* **RECORD SET**:
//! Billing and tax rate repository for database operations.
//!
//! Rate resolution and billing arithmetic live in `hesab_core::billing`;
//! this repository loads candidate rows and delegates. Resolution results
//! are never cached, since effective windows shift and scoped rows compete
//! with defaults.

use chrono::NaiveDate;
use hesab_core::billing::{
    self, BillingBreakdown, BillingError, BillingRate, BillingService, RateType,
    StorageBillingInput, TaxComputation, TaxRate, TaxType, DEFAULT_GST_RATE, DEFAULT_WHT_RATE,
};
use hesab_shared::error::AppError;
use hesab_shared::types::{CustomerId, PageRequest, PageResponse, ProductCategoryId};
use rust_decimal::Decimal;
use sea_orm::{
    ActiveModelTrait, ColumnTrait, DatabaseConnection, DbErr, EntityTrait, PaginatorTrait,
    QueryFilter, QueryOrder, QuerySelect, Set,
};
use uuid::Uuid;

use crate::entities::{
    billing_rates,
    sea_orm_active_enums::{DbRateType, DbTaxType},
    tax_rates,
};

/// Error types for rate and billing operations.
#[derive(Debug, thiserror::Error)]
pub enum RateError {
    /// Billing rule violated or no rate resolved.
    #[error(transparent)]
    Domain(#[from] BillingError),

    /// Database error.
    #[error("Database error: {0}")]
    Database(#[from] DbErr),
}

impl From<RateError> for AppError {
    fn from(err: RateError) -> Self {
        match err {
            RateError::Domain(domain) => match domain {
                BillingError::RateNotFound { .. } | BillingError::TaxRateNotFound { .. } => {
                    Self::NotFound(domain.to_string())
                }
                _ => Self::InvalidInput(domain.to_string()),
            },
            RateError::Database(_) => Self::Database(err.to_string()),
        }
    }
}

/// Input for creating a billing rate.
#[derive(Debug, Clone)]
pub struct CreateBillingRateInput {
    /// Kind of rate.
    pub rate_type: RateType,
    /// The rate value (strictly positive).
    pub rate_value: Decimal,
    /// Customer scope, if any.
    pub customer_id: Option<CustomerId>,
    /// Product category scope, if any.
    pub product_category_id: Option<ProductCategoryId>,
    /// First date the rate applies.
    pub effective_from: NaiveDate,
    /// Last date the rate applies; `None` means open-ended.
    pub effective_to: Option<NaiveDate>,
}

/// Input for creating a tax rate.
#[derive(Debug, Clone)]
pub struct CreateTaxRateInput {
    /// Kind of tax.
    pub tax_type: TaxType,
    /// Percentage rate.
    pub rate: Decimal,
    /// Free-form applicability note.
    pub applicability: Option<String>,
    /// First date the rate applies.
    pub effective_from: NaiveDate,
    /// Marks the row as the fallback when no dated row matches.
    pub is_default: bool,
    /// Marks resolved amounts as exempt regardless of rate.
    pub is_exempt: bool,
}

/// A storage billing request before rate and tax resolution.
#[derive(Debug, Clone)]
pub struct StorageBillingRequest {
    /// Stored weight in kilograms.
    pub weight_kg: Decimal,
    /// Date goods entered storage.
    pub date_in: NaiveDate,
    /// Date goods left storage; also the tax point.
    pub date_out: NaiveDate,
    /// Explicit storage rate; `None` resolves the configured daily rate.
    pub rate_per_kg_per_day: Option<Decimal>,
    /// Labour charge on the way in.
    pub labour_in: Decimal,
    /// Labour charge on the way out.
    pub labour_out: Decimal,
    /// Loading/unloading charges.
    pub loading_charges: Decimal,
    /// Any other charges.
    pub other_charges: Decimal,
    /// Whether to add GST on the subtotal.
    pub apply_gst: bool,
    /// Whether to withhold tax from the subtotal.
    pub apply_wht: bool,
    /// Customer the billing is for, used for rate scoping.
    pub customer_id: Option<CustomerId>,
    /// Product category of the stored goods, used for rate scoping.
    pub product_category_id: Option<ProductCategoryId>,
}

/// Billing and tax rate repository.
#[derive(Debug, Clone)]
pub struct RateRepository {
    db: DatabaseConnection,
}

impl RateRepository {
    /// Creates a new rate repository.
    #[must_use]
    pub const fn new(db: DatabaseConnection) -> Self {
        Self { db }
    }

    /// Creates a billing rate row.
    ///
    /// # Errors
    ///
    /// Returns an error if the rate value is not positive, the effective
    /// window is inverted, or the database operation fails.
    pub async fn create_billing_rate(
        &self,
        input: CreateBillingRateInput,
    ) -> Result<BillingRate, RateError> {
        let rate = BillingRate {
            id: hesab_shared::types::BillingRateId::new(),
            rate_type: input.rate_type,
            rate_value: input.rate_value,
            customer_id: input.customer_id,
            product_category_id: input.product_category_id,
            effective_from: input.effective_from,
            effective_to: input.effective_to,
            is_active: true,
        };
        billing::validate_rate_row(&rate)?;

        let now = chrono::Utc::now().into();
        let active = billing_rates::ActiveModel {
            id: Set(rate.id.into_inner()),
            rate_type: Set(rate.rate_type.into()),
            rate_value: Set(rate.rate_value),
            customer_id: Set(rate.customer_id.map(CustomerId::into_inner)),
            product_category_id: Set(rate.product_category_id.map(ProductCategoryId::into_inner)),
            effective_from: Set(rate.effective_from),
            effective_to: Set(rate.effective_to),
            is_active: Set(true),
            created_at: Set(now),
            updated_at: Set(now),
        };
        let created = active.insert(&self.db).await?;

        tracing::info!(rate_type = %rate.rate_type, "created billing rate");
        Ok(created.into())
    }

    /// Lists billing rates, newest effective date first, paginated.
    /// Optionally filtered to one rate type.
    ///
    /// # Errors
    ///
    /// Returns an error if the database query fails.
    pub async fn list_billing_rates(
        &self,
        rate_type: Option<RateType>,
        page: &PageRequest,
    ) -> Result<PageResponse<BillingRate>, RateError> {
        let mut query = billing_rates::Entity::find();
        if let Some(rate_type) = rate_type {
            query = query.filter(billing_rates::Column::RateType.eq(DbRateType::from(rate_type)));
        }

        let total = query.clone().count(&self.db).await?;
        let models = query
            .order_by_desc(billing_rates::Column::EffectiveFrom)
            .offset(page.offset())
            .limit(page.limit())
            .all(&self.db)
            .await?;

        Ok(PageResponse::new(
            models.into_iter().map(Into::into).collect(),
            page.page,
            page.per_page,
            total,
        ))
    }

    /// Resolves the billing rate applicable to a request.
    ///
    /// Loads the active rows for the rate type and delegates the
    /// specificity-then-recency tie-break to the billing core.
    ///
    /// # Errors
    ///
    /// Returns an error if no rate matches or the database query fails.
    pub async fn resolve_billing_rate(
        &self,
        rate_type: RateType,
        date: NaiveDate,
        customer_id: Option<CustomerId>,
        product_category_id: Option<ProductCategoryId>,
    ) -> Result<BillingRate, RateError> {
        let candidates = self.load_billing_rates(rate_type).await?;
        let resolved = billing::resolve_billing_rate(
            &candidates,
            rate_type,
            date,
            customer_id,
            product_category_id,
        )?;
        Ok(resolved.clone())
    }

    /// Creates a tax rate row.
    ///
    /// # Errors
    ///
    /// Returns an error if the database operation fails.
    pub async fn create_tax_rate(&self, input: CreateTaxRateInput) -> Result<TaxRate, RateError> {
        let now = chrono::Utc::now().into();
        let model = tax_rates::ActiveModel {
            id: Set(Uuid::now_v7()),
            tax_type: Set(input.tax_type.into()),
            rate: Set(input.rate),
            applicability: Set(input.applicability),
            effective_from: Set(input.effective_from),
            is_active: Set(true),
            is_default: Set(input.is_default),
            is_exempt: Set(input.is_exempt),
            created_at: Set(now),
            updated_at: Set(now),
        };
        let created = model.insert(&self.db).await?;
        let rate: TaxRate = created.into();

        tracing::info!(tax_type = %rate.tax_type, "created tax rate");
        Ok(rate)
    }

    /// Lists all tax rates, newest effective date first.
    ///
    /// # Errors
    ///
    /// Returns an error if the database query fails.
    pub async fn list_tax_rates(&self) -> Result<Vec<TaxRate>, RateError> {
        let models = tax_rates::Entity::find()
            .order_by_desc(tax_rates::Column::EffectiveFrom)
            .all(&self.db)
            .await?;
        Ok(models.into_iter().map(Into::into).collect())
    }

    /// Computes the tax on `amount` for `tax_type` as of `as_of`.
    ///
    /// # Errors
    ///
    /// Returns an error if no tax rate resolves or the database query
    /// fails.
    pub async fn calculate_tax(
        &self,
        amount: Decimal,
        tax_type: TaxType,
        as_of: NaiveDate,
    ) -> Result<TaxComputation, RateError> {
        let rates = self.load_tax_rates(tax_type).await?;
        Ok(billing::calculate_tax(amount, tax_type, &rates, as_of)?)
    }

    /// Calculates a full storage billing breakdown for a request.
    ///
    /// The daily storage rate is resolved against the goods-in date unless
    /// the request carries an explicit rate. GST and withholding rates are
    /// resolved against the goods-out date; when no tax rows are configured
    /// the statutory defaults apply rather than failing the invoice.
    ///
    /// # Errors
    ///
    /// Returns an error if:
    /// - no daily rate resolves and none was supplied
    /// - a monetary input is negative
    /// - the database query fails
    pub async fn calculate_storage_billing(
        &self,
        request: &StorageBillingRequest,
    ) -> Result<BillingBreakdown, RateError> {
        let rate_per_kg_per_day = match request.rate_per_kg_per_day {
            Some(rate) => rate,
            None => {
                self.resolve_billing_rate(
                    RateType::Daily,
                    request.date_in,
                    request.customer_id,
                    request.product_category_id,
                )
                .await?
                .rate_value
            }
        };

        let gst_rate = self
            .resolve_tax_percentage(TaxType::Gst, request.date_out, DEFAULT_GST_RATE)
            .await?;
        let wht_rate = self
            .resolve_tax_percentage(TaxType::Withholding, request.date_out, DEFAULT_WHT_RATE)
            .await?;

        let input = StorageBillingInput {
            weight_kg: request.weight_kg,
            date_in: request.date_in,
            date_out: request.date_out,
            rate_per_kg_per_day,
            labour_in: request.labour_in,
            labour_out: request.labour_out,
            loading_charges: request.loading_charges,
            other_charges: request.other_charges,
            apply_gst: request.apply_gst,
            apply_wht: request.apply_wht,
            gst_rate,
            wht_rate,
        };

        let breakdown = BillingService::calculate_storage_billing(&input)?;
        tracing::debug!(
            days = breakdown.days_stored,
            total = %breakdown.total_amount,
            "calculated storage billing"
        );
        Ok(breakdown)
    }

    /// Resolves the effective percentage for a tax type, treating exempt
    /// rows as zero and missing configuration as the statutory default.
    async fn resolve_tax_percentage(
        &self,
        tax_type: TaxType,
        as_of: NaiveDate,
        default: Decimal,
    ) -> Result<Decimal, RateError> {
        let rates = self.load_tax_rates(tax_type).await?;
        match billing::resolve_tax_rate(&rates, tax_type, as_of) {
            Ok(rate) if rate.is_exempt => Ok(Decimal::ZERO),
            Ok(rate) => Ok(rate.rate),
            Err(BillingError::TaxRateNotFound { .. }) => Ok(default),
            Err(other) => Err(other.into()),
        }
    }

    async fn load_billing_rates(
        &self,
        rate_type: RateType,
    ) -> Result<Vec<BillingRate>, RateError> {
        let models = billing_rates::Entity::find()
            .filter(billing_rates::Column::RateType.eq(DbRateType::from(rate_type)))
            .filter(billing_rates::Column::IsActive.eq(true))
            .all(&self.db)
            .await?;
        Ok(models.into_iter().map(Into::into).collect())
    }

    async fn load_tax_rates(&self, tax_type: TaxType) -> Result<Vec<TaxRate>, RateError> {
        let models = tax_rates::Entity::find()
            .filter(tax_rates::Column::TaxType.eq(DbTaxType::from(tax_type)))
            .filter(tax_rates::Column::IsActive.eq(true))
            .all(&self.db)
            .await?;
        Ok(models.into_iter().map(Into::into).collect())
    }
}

* **TASK TO CARRY OUT**: Your task is to copy every line in the entries that holds the string "candidates".

* **WRITTEN ANSWER**:
        let candidates = self.load_billing_rates(rate_type).await?;
            &candidates,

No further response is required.